Dissociation of nuclear and cytoplasmic cell cycle progression by drugs employed in cell synchronization.

We have studied the effect of the cell synchronization agents compactin, ciclopirox olamine, mimosine, aphidicolin, ALLN, and colcemid on several parameters of cell cycle progression in mitotically synchronized HeLa S3 cells. Using cell size and cyclin A and B levels as markers of cytoplasmic progression and DNA content as a measure of nuclear cell cycle position, we have examined coordination of cytoplasmic and nuclear events during induction synchrony. Each synchronizing agent was unique in its effect on the coordination of the cytoplasmic and nuclear cycle. Mimosine, aphidicolin, ALLN, and colcemid disrupted cell cycle integration while compactin and ciclopirox olamine did not. Continued net cell growth during cell cycle arrest was the most dramatic in aphidicolin-treated cells, which averaged a 60% increase in size. Mimosine, ALLN, and colcemid produced an increase in cell size of approximately 25%, and ciclopyrox olamine and compactin exerted a negligible effect. Cyclin A and B were found at mitotic (high) or G1 (low) levels, or in combination of high and low concentrations not correlated with DNA content in drug-treated cells.

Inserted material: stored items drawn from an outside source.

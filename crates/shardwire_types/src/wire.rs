//! CBOR wire envelopes for the tablet RPC protocol.
//!
//! Every request is a [`Request`] naming its target and a [`Call`]. Every
//! response is a sequence of [`Frame`]s: unary calls answer with exactly one
//! frame, streaming calls answer with zero or more chunk frames followed by
//! [`Reply::StreamEnd`] or an error frame.

use crate::batch::CallerId;
use crate::error::{RpcError, WireError, WireResult};
use crate::health::StreamHealthResponse;
use crate::query::{BoundQuery, QueryResult, QuerySplit, SplitAlgorithm};
use crate::topo::Target;
use crate::TransactionId;
use serde::de::DeserializeOwned;
use serde::{Deserialize, Serialize};

/// A request addressed to a tablet.
#[derive(Debug, Clone, PartialEq, Serialize, Deserialize)]
pub struct Request {
    /// Target the caller believes it is talking to.
    pub target: Target,
    /// Forwarded caller identity.
    pub caller_id: Option<CallerId>,
    /// The operation.
    pub call: Call,
}

/// One tablet operation.
#[derive(Debug, Clone, PartialEq, Serialize, Deserialize)]
pub enum Call {
    /// Run one query, optionally inside a transaction.
    Execute {
        /// Query to run.
        query: BoundQuery,
        /// Transaction id, 0 for autocommit.
        transaction_id: TransactionId,
    },
    /// Run several queries.
    ExecuteBatch {
        /// Queries in order.
        queries: Vec<BoundQuery>,
        /// Wrap the batch in an internal transaction.
        as_transaction: bool,
        /// Transaction id, 0 for none.
        transaction_id: TransactionId,
    },
    /// Run a query and stream the result back in chunks.
    StreamExecute {
        /// Query to run.
        query: BoundQuery,
    },
    /// Open a transaction.
    Begin,
    /// Commit a transaction.
    Commit {
        /// Transaction to commit.
        transaction_id: TransactionId,
    },
    /// Roll back a transaction.
    Rollback {
        /// Transaction to roll back.
        transaction_id: TransactionId,
    },
    /// Open a transaction and run one query in it.
    BeginExecute {
        /// Query to run.
        query: BoundQuery,
    },
    /// Open a transaction and run several queries in it.
    BeginExecuteBatch {
        /// Queries in order.
        queries: Vec<BoundQuery>,
        /// Forwarded as-is; the tablet rejects it combined with a transaction.
        as_transaction: bool,
    },
    /// Split a query into sub-range queries.
    SplitQuery {
        /// Query to split.
        query: BoundQuery,
        /// Columns to split on (the first one drives the split).
        split_columns: Vec<String>,
        /// Desired number of splits, 0 if sized by rows.
        split_count: i64,
        /// Desired rows per split, 0 if sized by count.
        num_rows_per_query_part: i64,
        /// Split algorithm.
        algorithm: SplitAlgorithm,
    },
    /// Subscribe to health snapshots.
    StreamHealth,
}

impl Call {
    /// Returns the RPC method name, for logging.
    pub fn method(&self) -> &'static str {
        match self {
            Call::Execute { .. } => "Execute",
            Call::ExecuteBatch { .. } => "ExecuteBatch",
            Call::StreamExecute { .. } => "StreamExecute",
            Call::Begin => "Begin",
            Call::Commit { .. } => "Commit",
            Call::Rollback { .. } => "Rollback",
            Call::BeginExecute { .. } => "BeginExecute",
            Call::BeginExecuteBatch { .. } => "BeginExecuteBatch",
            Call::SplitQuery { .. } => "SplitQuery",
            Call::StreamHealth => "StreamHealth",
        }
    }

    /// Returns true for calls answered with a stream of frames.
    pub fn is_streaming(&self) -> bool {
        matches!(self, Call::StreamExecute { .. } | Call::StreamHealth)
    }
}

/// A successful response payload.
#[derive(Debug, Clone, PartialEq, Serialize, Deserialize)]
pub enum Reply {
    /// Result of `Execute`.
    Result(QueryResult),
    /// Results of `ExecuteBatch`.
    Results(Vec<QueryResult>),
    /// Transaction id returned by `Begin`.
    TransactionId(TransactionId),
    /// Acknowledgement of `Commit` or `Rollback`.
    Done,
    /// Outcome of `BeginExecute`. The id is set whenever the begin worked.
    BeginExecute {
        /// Transaction opened by the begin part, 0 if it failed.
        transaction_id: TransactionId,
        /// Outcome of the execute part.
        result: Result<QueryResult, RpcError>,
    },
    /// Outcome of `BeginExecuteBatch`.
    BeginExecuteBatch {
        /// Transaction opened by the begin part, 0 if it failed.
        transaction_id: TransactionId,
        /// Outcome of the execute part.
        result: Result<Vec<QueryResult>, RpcError>,
    },
    /// Splits returned by `SplitQuery`.
    Splits(Vec<QuerySplit>),
    /// One chunk of a `StreamExecute` result.
    StreamChunk(QueryResult),
    /// One `StreamHealth` snapshot.
    Health(StreamHealthResponse),
    /// Clean end of a stream.
    StreamEnd,
}

/// One response frame: a reply or a server-reported error.
pub type Frame = Result<Reply, RpcError>;

/// Encodes any serializable message to CBOR.
pub fn to_cbor<T: Serialize>(message: &T) -> WireResult<Vec<u8>> {
    let mut buf = Vec::new();
    ciborium::into_writer(message, &mut buf)
        .map_err(|e| WireError::encoding_failed(e.to_string()))?;
    Ok(buf)
}

/// Decodes any deserializable message from CBOR.
pub fn from_cbor<T: DeserializeOwned>(bytes: &[u8]) -> WireResult<T> {
    ciborium::from_reader(bytes).map_err(|e| WireError::decoding_failed(e.to_string()))
}

/// Encodes a request.
pub fn encode_request(request: &Request) -> WireResult<Vec<u8>> {
    to_cbor(request)
}

/// Decodes a request.
pub fn decode_request(bytes: &[u8]) -> WireResult<Request> {
    from_cbor(bytes)
}

/// Encodes a response frame.
pub fn encode_frame(frame: &Frame) -> WireResult<Vec<u8>> {
    to_cbor(frame)
}

/// Decodes a response frame.
pub fn decode_frame(bytes: &[u8]) -> WireResult<Frame> {
    from_cbor(bytes)
}
//! Request dispatch.

use crate::config::ServerConfig;
use crate::engine::QueryEngine;
use crate::error::{ServerResult, TabletServerError};
use crate::health::HealthBroadcaster;
use crate::tx::TxPool;
use async_trait::async_trait;
use bytes::Bytes;
use shardwire_tabletconn::{plan_splits, FrameService, SessionId};
use shardwire_types::wire::{self, Call, Frame, Reply, Request};
use shardwire_types::{
    BoundQuery, ErrorCode, QueryResult, RpcError, StreamHealthResponse, Target, TransactionId,
};
use std::sync::atomic::{AtomicU64, Ordering};
use std::sync::Arc;
use tokio::sync::{mpsc, watch};
use tracing::{debug, error, warn};

const STREAM_BUFFER: usize = 8;

/// Encodes a frame, degrading to an internal error frame on failure.
fn encode(frame: &Frame) -> Bytes {
    match wire::encode_frame(frame) {
        Ok(bytes) => Bytes::from(bytes),
        Err(e) => {
            error!(error = %e, "reply encoding failed");
            let fallback: Frame = Err(RpcError::new(ErrorCode::InternalError, e.to_string()));
            wire::encode_frame(&fallback).map(Bytes::from).unwrap_or_default()
        }
    }
}

/// How a request is answered.
#[derive(Debug)]
pub enum Response {
    /// Exactly one encoded frame.
    Unary(Bytes),
    /// Encoded frames ending with the stream end marker or an error frame.
    Stream(mpsc::Receiver<Bytes>),
}

enum StreamSource {
    Chunks(Vec<QueryResult>),
    Health(watch::Receiver<StreamHealthResponse>),
}

/// A tablet: target, engine, transaction pool and health, behind the frame
/// protocol.
pub struct TabletService {
    config: ServerConfig,
    target: Target,
    engine: Arc<dyn QueryEngine>,
    pool: TxPool,
    health: HealthBroadcaster,
    last_session: AtomicU64,
}

impl TabletService {
    /// Creates a service over `engine`.
    pub fn new(config: ServerConfig, engine: Arc<dyn QueryEngine>) -> Self {
        let target = config.target();
        let health = HealthBroadcaster::new(StreamHealthResponse {
            target: target.clone(),
            tablet_externally_reparented_timestamp: 0,
            realtime_stats: Some(engine.health()),
        });
        Self {
            pool: TxPool::new(config.max_transactions),
            config,
            target,
            engine,
            health,
            last_session: AtomicU64::new(0),
        }
    }

    /// Returns the configuration.
    pub fn config(&self) -> &ServerConfig {
        &self.config
    }

    /// Returns the served target.
    pub fn target(&self) -> &Target {
        &self.target
    }

    /// Returns the engine.
    pub fn engine(&self) -> &Arc<dyn QueryEngine> {
        &self.engine
    }

    /// Returns the number of open transactions.
    pub fn open_transactions(&self) -> usize {
        self.pool.len()
    }

    /// Returns the health broadcaster.
    pub fn health(&self) -> &HealthBroadcaster {
        &self.health
    }

    /// Publishes a snapshot with the engine's current statistics.
    pub fn publish_health(&self) {
        let mut snapshot = self.health.current();
        snapshot.realtime_stats = Some(self.engine.health());
        self.health.publish(snapshot);
    }

    /// Records an external reparent and publishes it.
    pub fn set_externally_reparented(&self, timestamp: i64) {
        let mut snapshot = self.health.current();
        snapshot.tablet_externally_reparented_timestamp = timestamp;
        self.health.publish(snapshot);
    }

    /// Answers one encoded request of `session`.
    pub fn respond(&self, session: SessionId, request: &[u8]) -> Response {
        match wire::decode_request(request) {
            Ok(request) if request.call.is_streaming() => Response::Stream(self.start_stream(request)),
            Ok(request) => Response::Unary(encode(&self.handle(session, request))),
            Err(e) => Response::Unary(encode(&Err(TabletServerError::from(e).into()))),
        }
    }

    /// Answers a unary request of `session`.
    pub fn handle(&self, session: SessionId, request: Request) -> Frame {
        let method = request.call.method();
        let frame = self.dispatch(session, request).map_err(RpcError::from);
        match &frame {
            Ok(_) => debug!(method, "request served"),
            Err(e) => debug!(method, error = %e, "request failed"),
        }
        frame
    }

    fn check_target(&self, requested: &Target) -> ServerResult<()> {
        if requested.keyspace != self.target.keyspace || requested.shard != self.target.shard {
            return Err(TabletServerError::QueryNotServed {
                requested: requested.clone(),
                serving: self.target.clone(),
            });
        }
        Ok(())
    }

    fn dispatch(&self, session: SessionId, request: Request) -> ServerResult<Reply> {
        self.check_target(&request.target)?;
        match request.call {
            Call::Execute {
                query,
                transaction_id,
            } => self.execute(session, &query, transaction_id).map(Reply::Result),
            Call::ExecuteBatch {
                queries,
                as_transaction,
                transaction_id,
            } => self
                .execute_batch(session, &queries, as_transaction, transaction_id)
                .map(Reply::Results),
            Call::Begin => self.pool.begin(session).map(Reply::TransactionId),
            Call::Commit { transaction_id } => {
                self.pool.commit(transaction_id, session, self.engine.as_ref())?;
                Ok(Reply::Done)
            }
            Call::Rollback { transaction_id } => {
                self.pool.rollback(transaction_id, session)?;
                Ok(Reply::Done)
            }
            Call::BeginExecute { query } => {
                let transaction_id = self.pool.begin(session)?;
                let result = self
                    .execute(session, &query, transaction_id)
                    .map_err(RpcError::from);
                Ok(Reply::BeginExecute {
                    transaction_id,
                    result,
                })
            }
            Call::BeginExecuteBatch {
                queries,
                as_transaction,
            } => {
                if as_transaction {
                    return Err(TabletServerError::InvalidRequest(
                        "as_transaction cannot be combined with an explicit transaction".into(),
                    ));
                }
                let transaction_id = self.pool.begin(session)?;
                let result = self
                    .execute_batch(session, &queries, false, transaction_id)
                    .map_err(RpcError::from);
                Ok(Reply::BeginExecuteBatch {
                    transaction_id,
                    result,
                })
            }
            Call::SplitQuery {
                query,
                split_columns,
                split_count,
                num_rows_per_query_part,
                algorithm,
            } => {
                let splits = plan_splits(
                    &query,
                    &split_columns,
                    algorithm,
                    self.engine.key_stats(),
                    split_count,
                    num_rows_per_query_part,
                )?;
                Ok(Reply::Splits(splits))
            }
            call @ (Call::StreamExecute { .. } | Call::StreamHealth) => {
                Err(TabletServerError::InvalidRequest(format!(
                    "{} must be called as a stream",
                    call.method()
                )))
            }
        }
    }

    fn execute(
        &self,
        session: SessionId,
        query: &BoundQuery,
        transaction_id: TransactionId,
    ) -> ServerResult<QueryResult> {
        let result = if transaction_id == 0 {
            self.engine.execute(query)?
        } else {
            self.pool
                .execute(transaction_id, session, self.engine.as_ref(), query)?
        };
        if result.rows.len() > self.config.max_result_rows {
            return Err(TabletServerError::TooManyRows {
                rows: result.rows.len(),
                limit: self.config.max_result_rows,
            });
        }
        Ok(result)
    }

    fn execute_batch(
        &self,
        session: SessionId,
        queries: &[BoundQuery],
        as_transaction: bool,
        transaction_id: TransactionId,
    ) -> ServerResult<Vec<QueryResult>> {
        if !as_transaction {
            return queries
                .iter()
                .map(|query| self.execute(session, query, transaction_id))
                .collect();
        }
        if transaction_id != 0 {
            return Err(TabletServerError::InvalidRequest(
                "as_transaction cannot be combined with an open transaction".into(),
            ));
        }

        let id = self.pool.begin(session)?;
        let results: ServerResult<Vec<QueryResult>> = queries
            .iter()
            .map(|query| self.execute(session, query, id))
            .collect();
        match results {
            Ok(results) => {
                self.pool.commit(id, session, self.engine.as_ref())?;
                Ok(results)
            }
            Err(e) => {
                if let Err(rollback) = self.pool.rollback(id, session) {
                    warn!(transaction_id = id, error = %rollback, "batch rollback failed");
                }
                Err(e)
            }
        }
    }

    fn open_stream(&self, request: Request) -> ServerResult<StreamSource> {
        match request.call {
            Call::StreamHealth => Ok(StreamSource::Health(self.health.subscribe())),
            Call::StreamExecute { query } => {
                self.check_target(&request.target)?;
                let result = self.engine.evaluate(&query)?;
                Ok(StreamSource::Chunks(chunk_result(result, self.config.stream_chunk_size)))
            }
            call => Err(TabletServerError::InvalidRequest(format!(
                "{} cannot be streamed",
                call.method()
            ))),
        }
    }

    fn start_stream(&self, request: Request) -> mpsc::Receiver<Bytes> {
        let (tx, rx) = mpsc::channel(STREAM_BUFFER);
        let method = request.call.method();
        match self.open_stream(request) {
            Ok(StreamSource::Chunks(chunks)) => {
                tokio::spawn(send_chunks(tx, chunks));
            }
            Ok(StreamSource::Health(updates)) => {
                tokio::spawn(send_health(tx, updates));
            }
            Err(e) => {
                debug!(method, error = %e, "stream rejected");
                // Capacity is nonzero and the channel is fresh.
                let _ = tx.try_send(encode(&Err(e.into())));
            }
        }
        rx
    }
}

/// Splits rows into chunks; only the first chunk carries the fields.
fn chunk_result(result: QueryResult, size: usize) -> Vec<QueryResult> {
    if result.rows.is_empty() {
        return vec![result];
    }
    let mut fields = Some(result.fields);
    result
        .rows
        .chunks(size.max(1))
        .map(|rows| QueryResult {
            fields: fields.take().unwrap_or_default(),
            rows_affected: 0,
            insert_id: 0,
            rows: rows.to_vec(),
        })
        .collect()
}

async fn send_chunks(tx: mpsc::Sender<Bytes>, chunks: Vec<QueryResult>) {
    for chunk in chunks {
        if tx.send(encode(&Ok(Reply::StreamChunk(chunk)))).await.is_err() {
            debug!("stream receiver dropped");
            return;
        }
    }
    let _ = tx.send(encode(&Ok(Reply::StreamEnd))).await;
}

async fn send_health(tx: mpsc::Sender<Bytes>, mut updates: watch::Receiver<StreamHealthResponse>) {
    loop {
        tokio::select! {
            _ = tx.closed() => {
                debug!("health subscriber left");
                return;
            }
            changed = updates.changed() => {
                if changed.is_err() {
                    break;
                }
            }
        }
        let snapshot = updates.borrow_and_update().clone();
        if tx.send(encode(&Ok(Reply::Health(snapshot)))).await.is_err() {
            return;
        }
    }
    let _ = tx.send(encode(&Ok(Reply::StreamEnd))).await;
}

#[async_trait]
impl FrameService for TabletService {
    fn open_session(&self) -> SessionId {
        let session = self.last_session.fetch_add(1, Ordering::Relaxed) + 1;
        debug!(session, "session opened");
        session
    }

    fn close_session(&self, session: SessionId) {
        let released = self.pool.release(session);
        debug!(session, released, "session closed");
    }

    async fn unary(&self, session: SessionId, request: Bytes) -> Bytes {
        match wire::decode_request(&request) {
            Ok(request) => encode(&self.handle(session, request)),
            Err(e) => encode(&Err(TabletServerError::from(e).into())),
        }
    }

    async fn stream(&self, request: Bytes) -> mpsc::Receiver<Bytes> {
        match wire::decode_request(&request) {
            Ok(request) => self.start_stream(request),
            Err(e) => {
                let (tx, rx) = mpsc::channel(1);
                let _ = tx.try_send(encode(&Err(TabletServerError::from(e).into())));
                rx
            }
        }
    }
}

For example, treatment with mimosine, which arrests cells in G1 with 2C DNA, resulted in cyclin A accumulating to mitotic levels, whereas cyclin B remained at a low concentration, the first time this phenomenon has been observed. These results demonstrate that populations of synchronized cells obtained by different drug treatments are blocked at biochemically distinct cell cycle points not apparent by cytometric measurement of DNA content. Our results provide conclusive evidence that induced synchrony methods differ with respect to their impact on cell cycle organization and from the pattern seen with nonperturbing cell selection methods.